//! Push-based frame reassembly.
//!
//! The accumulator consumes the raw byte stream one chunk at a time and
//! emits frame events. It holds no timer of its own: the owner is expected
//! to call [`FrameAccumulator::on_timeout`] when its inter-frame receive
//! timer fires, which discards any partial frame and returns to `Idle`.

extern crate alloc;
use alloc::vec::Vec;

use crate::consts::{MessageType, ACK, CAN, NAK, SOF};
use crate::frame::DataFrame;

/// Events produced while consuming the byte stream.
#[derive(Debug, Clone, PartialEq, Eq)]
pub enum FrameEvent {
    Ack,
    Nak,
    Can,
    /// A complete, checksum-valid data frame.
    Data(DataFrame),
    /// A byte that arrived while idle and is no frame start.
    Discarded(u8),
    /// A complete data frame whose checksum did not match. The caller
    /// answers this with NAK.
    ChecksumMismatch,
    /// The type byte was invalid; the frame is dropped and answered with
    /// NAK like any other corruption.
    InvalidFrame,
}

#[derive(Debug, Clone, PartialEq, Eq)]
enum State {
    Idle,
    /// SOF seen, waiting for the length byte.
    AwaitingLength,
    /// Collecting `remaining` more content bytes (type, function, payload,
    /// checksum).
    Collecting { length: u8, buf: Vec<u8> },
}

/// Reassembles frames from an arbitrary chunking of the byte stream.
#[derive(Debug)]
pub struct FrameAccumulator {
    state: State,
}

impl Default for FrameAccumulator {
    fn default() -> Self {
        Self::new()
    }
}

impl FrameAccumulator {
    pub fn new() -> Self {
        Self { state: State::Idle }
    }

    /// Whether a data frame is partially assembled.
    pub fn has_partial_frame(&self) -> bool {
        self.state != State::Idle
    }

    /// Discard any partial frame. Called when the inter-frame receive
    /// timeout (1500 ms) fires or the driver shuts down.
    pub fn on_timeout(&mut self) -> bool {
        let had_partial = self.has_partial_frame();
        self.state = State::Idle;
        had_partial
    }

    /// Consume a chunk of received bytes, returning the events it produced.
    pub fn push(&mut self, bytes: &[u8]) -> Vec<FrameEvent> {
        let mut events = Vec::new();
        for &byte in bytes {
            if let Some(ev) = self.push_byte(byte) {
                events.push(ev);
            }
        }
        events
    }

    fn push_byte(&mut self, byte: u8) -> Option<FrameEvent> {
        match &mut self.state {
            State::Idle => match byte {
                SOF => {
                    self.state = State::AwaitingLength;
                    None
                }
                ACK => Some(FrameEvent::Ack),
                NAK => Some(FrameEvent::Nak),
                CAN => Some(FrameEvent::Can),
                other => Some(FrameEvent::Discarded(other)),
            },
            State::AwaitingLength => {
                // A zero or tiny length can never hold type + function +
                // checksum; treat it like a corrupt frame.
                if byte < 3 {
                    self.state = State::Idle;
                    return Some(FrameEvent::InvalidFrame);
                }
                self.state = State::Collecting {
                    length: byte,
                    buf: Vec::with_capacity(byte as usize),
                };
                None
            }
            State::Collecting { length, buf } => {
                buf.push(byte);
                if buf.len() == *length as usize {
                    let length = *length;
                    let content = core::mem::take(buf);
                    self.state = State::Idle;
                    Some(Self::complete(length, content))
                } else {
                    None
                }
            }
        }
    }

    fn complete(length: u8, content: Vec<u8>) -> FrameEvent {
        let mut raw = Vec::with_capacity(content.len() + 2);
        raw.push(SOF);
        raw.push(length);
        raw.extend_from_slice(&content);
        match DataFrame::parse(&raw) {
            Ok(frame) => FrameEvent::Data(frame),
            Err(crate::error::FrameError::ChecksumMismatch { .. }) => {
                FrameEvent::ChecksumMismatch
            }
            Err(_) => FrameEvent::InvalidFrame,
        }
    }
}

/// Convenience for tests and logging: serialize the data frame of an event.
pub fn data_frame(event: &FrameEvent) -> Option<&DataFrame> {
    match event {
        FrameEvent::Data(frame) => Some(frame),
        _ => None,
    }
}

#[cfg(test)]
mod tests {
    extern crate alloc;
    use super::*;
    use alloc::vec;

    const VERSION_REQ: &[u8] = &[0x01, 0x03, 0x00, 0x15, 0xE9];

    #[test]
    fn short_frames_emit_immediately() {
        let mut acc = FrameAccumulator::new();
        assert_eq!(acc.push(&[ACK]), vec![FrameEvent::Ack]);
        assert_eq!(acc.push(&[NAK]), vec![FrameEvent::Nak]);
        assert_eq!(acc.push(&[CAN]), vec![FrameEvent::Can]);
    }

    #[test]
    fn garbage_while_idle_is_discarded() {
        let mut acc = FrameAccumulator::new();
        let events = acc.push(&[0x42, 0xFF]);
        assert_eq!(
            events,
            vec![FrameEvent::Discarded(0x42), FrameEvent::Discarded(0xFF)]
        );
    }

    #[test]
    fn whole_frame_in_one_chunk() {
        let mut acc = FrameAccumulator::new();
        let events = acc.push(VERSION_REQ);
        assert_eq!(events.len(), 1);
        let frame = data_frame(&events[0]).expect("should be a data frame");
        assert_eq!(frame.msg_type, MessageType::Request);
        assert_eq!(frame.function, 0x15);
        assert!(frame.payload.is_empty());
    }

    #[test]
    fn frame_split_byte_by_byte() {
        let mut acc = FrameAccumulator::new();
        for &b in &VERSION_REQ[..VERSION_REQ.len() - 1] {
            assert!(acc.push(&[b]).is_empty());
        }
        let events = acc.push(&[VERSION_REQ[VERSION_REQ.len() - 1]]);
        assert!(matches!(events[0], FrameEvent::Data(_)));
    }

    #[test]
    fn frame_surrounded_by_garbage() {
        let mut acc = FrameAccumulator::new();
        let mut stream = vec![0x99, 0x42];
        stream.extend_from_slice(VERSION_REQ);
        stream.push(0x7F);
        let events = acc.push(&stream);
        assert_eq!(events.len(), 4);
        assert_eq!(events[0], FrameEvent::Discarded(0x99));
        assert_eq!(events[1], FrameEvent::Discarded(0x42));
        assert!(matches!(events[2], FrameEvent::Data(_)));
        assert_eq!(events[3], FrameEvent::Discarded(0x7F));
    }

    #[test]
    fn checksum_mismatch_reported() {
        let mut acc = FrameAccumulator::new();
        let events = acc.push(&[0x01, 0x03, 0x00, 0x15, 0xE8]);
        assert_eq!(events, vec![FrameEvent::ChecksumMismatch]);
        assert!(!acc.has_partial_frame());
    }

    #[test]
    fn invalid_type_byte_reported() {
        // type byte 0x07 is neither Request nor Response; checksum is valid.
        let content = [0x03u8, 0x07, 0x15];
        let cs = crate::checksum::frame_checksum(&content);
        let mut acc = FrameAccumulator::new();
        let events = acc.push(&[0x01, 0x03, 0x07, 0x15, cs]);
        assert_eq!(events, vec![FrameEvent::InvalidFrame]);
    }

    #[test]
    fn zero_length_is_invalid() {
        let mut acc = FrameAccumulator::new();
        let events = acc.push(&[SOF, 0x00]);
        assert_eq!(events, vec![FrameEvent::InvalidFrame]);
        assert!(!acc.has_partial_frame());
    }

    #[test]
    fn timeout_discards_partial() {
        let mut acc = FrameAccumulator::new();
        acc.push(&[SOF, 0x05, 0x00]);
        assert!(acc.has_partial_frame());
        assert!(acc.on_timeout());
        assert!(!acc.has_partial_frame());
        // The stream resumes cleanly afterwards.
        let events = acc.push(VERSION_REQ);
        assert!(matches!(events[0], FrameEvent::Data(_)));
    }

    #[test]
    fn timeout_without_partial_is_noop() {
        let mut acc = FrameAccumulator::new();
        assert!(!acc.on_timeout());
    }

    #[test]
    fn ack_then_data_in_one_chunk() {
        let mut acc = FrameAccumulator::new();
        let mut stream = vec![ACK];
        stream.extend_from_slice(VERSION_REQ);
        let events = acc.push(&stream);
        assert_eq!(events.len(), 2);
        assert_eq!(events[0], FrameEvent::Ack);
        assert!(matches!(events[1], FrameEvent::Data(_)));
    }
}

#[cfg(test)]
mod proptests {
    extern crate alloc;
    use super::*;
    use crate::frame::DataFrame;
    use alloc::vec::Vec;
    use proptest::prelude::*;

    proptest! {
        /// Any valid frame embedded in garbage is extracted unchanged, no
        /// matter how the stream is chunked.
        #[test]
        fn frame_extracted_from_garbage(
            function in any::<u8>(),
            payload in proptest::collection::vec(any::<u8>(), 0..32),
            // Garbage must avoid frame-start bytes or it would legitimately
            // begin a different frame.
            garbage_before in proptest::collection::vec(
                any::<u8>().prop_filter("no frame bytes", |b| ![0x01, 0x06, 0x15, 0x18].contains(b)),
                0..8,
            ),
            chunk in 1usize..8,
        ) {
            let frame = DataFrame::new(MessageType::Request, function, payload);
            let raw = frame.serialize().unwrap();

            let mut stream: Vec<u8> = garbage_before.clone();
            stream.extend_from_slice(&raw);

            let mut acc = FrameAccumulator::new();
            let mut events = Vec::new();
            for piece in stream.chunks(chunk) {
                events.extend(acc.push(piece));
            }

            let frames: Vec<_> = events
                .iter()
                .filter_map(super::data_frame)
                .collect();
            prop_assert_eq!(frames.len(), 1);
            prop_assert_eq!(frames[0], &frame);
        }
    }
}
----------
### [Aim of the exercise]
Please go line by line through the records above, copying each one that holds the string "when".

### [Answer for this exercise]
//! to call [`FrameAccumulator::on_timeout`] when its inter-frame receive
    /// Discard any partial frame. Called when the inter-frame receive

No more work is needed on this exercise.